Ocean-atmosphere flux exchanges of biogeochemically active constituents have significant impacts on global biogeochemistry and climate. Increasing atmospheric deposition of anthropogenically-derived nutrients (e.g., nitrogen, phosphorus, iron) to the ocean influences marine productivity and has associated impacts on oceanic CO2 uptake, and emissions to the atmosphere of climate active species (e.g., nitrous-oxide (N2O), dimethyl-sulfide (DMS), marine organic compounds and halogenated species). Over the past decades, emission reductions for air pollution abatement has also resulted in changes in precipitation, cloud and aerosol chemical composition, and in atmospheric deposition of anthropogenically derived nutrients to the ocean, affecting atmospheric acidity and atmospheric deposition to ecosystems. Atmospheric inputs of other toxic substances (e.g., lead, mercury, cadmium, copper, and persistent organic pollutants) into the ocean are also of concern for their impact on ocean ecosystem health. In turn, oceanic emissions of reactive species and greenhouse gases influence atmospheric chemistry and global climate, and induce potentially important chemistry-climate feedbacks. While advances have been made by laboratory, field, and modelling studies over the past decade, we still lack understanding of many of the physical and biogeochemical processes linking atmospheric acidity, atmospheric deposition, nutrient availability, marine biological productivity, and the biogeochemical cycles governing air-sea fluxes of these climate active species.
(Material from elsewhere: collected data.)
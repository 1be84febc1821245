use super::{
    config::GameConfig,
    direction::Direction,
    state::{GameState, GameStatus, Position, Snake},
};
use rand::{Rng, SeedableRng, rngs::StdRng};

/// Result of a single call to [`GameEngine::step`]
#[derive(Debug, Clone, Copy, PartialEq, Eq)]
pub enum Outcome {
    /// The game is not running, nothing changed
    Idle,
    /// The snake moved one cell
    Moved,
    /// The snake moved onto the food and grew
    Ate,
    /// The new head left the board; the game is over
    WallCollision,
    /// The new head hit the snake's own body; the game is over
    SelfCollision,
    /// The snake ate and now covers every cell; the game is over
    BoardFilled,
}

impl Outcome {
    /// Whether this outcome ended the game
    pub fn is_terminal(&self) -> bool {
        matches!(
            self,
            Outcome::WallCollision | Outcome::SelfCollision | Outcome::BoardFilled
        )
    }

    /// Whether the board changed and should be redrawn
    pub fn changed_board(&self) -> bool {
        !matches!(self, Outcome::Idle)
    }
}

/// The game engine that owns the game state and handles all game logic
pub struct GameEngine<R = StdRng> {
    config: GameConfig,
    state: GameState,
    rng: R,
}

impl GameEngine<StdRng> {
    /// Create a new game engine with an entropy-seeded generator
    pub fn new(config: GameConfig) -> Self {
        Self::with_rng(config, StdRng::from_entropy())
    }

    /// Create an engine whose food placement is reproducible
    pub fn seeded(config: GameConfig, seed: u64) -> Self {
        Self::with_rng(config, StdRng::seed_from_u64(seed))
    }
}

impl<R: Rng> GameEngine<R> {
    pub fn with_rng(config: GameConfig, mut rng: R) -> Self {
        let state = initial_state(&config, &mut rng);
        Self { config, state, rng }
    }

    /// Resume from an existing state, e.g. a hand-built board
    pub fn with_state(config: GameConfig, state: GameState, rng: R) -> Self {
        Self { config, state, rng }
    }

    pub fn config(&self) -> &GameConfig {
        &self.config
    }

    pub fn state(&self) -> &GameState {
        &self.state
    }

    pub fn status(&self) -> GameStatus {
        self.state.status
    }

    /// Reset the game to initial state
    pub fn reset(&mut self) {
        self.state = initial_state(&self.config, &mut self.rng);
    }

    /// `NotStarted -> Running`. Returns whether the transition happened.
    pub fn start(&mut self) -> bool {
        self.transition(GameStatus::NotStarted, GameStatus::Running)
    }

    /// `Running -> Paused`. Returns whether the transition happened.
    pub fn pause(&mut self) -> bool {
        self.transition(GameStatus::Running, GameStatus::Paused)
    }

    /// `Paused -> Running`. Returns whether the transition happened.
    pub fn resume(&mut self) -> bool {
        self.transition(GameStatus::Paused, GameStatus::Running)
    }

    fn transition(&mut self, from: GameStatus, to: GameStatus) -> bool {
        if self.state.status != from {
            return false;
        }
        self.state.status = to;
        true
    }

    /// Queue a direction for the next step.
    ///
    /// Ignored unless the game is running, and ignored if it would reverse the
    /// direction the snake last moved in. Returns whether it was accepted.
    pub fn set_direction(&mut self, direction: Direction) -> bool {
        if !self.state.is_running() || self.state.snake.direction.is_opposite(direction) {
            return false;
        }
        self.state.pending_direction = direction;
        true
    }

    /// Advance the game by one cell
    pub fn step(&mut self) -> Outcome {
        if !self.state.is_running() {
            return Outcome::Idle;
        }

        let state = &mut self.state;
        let direction = state.pending_direction;
        let new_head = state.snake.head().moved_in_direction(direction);

        // Collisions end the game before the body is touched
        if !state.is_in_bounds(new_head) {
            state.status = GameStatus::Over;
            return Outcome::WallCollision;
        }
        if state.snake.occupies(new_head) {
            state.status = GameStatus::Over;
            return Outcome::SelfCollision;
        }

        let ate_food = new_head == state.food;
        state.snake.direction = direction;
        state.snake.advance_to(new_head, ate_food);
        state.steps += 1;

        if !ate_food {
            return Outcome::Moved;
        }

        state.score += self.config.food_reward;
        if state.snake.len() >= self.config.cell_count() {
            state.status = GameStatus::Over;
            return Outcome::BoardFilled;
        }
        state.food = spawn_food_avoid_snake(&mut self.rng, state.board_size, &state.snake);
        Outcome::Ate
    }
}

fn initial_state<R: Rng>(config: &GameConfig, rng: &mut R) -> GameState {
    let center = (config.board_size / 2) as i32;
    let snake = Snake::new(Position::new(center, center), Direction::Up);
    let food = spawn_food_avoid_snake(rng, config.board_size, &snake);
    GameState::new(snake, food, config.board_size)
}

/// Spawn food at a random empty position.
///
/// Terminates only while the snake leaves at least one cell free.
fn spawn_food_avoid_snake<R: Rng>(rng: &mut R, board_size: usize, snake: &Snake) -> Position {
    loop {
        let x = rng.gen_range(0..board_size) as i32;
        let y = rng.gen_range(0..board_size) as i32;
        let pos = Position::new(x, y);

        if !snake.occupies(pos) {
            return pos;
        }
    }
}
This session will address the atmospheric deposition of nutrients and toxic substances to the ocean, their impacts on ocean biogeochemistry, and also the ocean to atmosphere fluxes of climate active species and potential feedbacks to climate. We welcome new findings from measurement programmes (in-situ and remote sensing), process studies, and atmospheric and oceanic numerical models.
This session is jointly sponsored by GESAMP Working Group 38 on ‘The Atmospheric Input of Chemicals to the Ocean’, the Surface Ocean-Lower Atmosphere Study (SOLAS), and the International Commission on Atmospheric Chemistry and Global Pollution (ICACGP).